Meir Leibush ben Yehiel Michel Wisser (March 7, 1809 – September 18, 1879), better known as the Malbim (), was a rabbi, master of Hebrew grammar, and Bible commentator. The name Malbim was derived from the Hebrew initials of his name. He used this acronym as his surname in all his published works, and became known by it in common usage. His writings do not include works about Kohelet or Eicha.

Biography
Malbim was born in Volochysk, Volhynia to Yehiel Michel Wisser. His father educated him in Hebrew and the Talmud. After being orphaned as a child, Meïr was cared for and educated by his stepfather, Rabbi Leib of Volochysk.

At the age of 13, he went to study in Warsaw where he became known as "the Illui from Volhynia." At age fourteen he married but shortly thereafter divorced. The Malbim showed talent from his early childhood, and his works indicate that he had a considerable knowledge of secular sciences and history. From 1838 to 1845 he served as rabbi of Wreschen. In the latter year he was called to the rabbinate of Kempen, where he remained until 1859. He was thereafter also known as der Kempener Magid.

His first major work =, at age 25, was Artzas HaChaim - on Orach Chaim.

In 1859, Malbim became chief rabbi of Bucharest, Romania. He had disagreements with the upper class and educated Jews there, some of them Austrian citizens (called in Romanian sudiţi), led by the noted Dr. Iuliu Barasch. They wanted to introduce changes in the spirit of modern European life into the life of the local Jewry, as was done in some Reform congregations. Malbim defended the traditional style of Orthodox Judaism, which demanded strict adherence to Jewish law and tradition. He rejected almost all suggestions to edit the Siddur, give up beards or make other changes in exterior appearance, or to make other changes in observance.

Malbim opposed construction of the big Choral Temple, to be equipped with a choir and organ, similar to the Great Synagogue of Leopoldstadt in Vienna. He thought this was too Christian in style. In 1864 the Choral Temple became the main neo-orthodox synagogue in Romania. He also condemned the founding (before he arrived) of the first two elementary schools in Bucharest for Jewish children to offer a general knowledge curriculum. In this period Romanian officials encouraged such efforts to integrate the Jews into mainstream Romanian life.

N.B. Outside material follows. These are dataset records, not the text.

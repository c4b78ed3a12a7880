//! Record source abstraction.
//!
//! The engine never reads files itself. Adapters implement [`RecordSource`]
//! and hand the pipeline a validated [`RecordSet`].

use std::sync::Arc;

use crate::error::TemporaResult;
use crate::types::RecordSet;

/// Something that can produce a record set.
pub trait RecordSource: Send + Sync {
    /// Stable identity of the source, used as a cache key.
    fn source_id(&self) -> &str;

    /// Loads every record.
    ///
    /// # Errors
    ///
    /// Returns `TemporaError::SourceLoad` if the source cannot be read and
    /// `TemporaError::Schema` if it lacks a declared column.
    fn load(&self) -> TemporaResult<RecordSet>;
}

/// A source over an already materialized record set.
#[derive(Debug, Clone)]
pub struct InMemorySource {
    id: String,
    records: Arc<RecordSet>,
}

impl InMemorySource {
    /// Wraps `records` under the identity `id`.
    pub fn new(id: impl Into<String>, records: RecordSet) -> Self {
        Self {
            id: id.into(),
            records: Arc::new(records),
        }
    }
}

impl RecordSource for InMemorySource {
    fn source_id(&self) -> &str {
        &self.id
    }

    fn load(&self) -> TemporaResult<RecordSet> {
        Ok(self.records.as_ref().clone())
    }
}

#[cfg(test)]
mod tests {
    use super::*;
    use crate::types::{Record, RecordSchema};

    #[test]
    fn test_in_memory_source() {
        let schema = RecordSchema::new("DATE_DAY").with_dimension("SITE");
        let set = RecordSet::new(
            schema,
            vec![Record::new("2024-01-01", vec![Some("A".into())], vec![])],
        )
        .unwrap();
        let source = InMemorySource::new("memory", set.clone());
        assert_eq!(source.source_id(), "memory");
        assert_eq!(source.load().unwrap(), set);
    }
}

Malbim's insistence on adhering to the halakha, such as daily inspection of butcher's knives, resulted in portions of the religious personnel (shochtim, dayanim) to become hostile to him. By their frequent complaints, his opponents almost succeeded in having him sent to prison. Malbim was freed through the intervention of Sir Moses Montefiore, but it was upon the condition that he leave Romania.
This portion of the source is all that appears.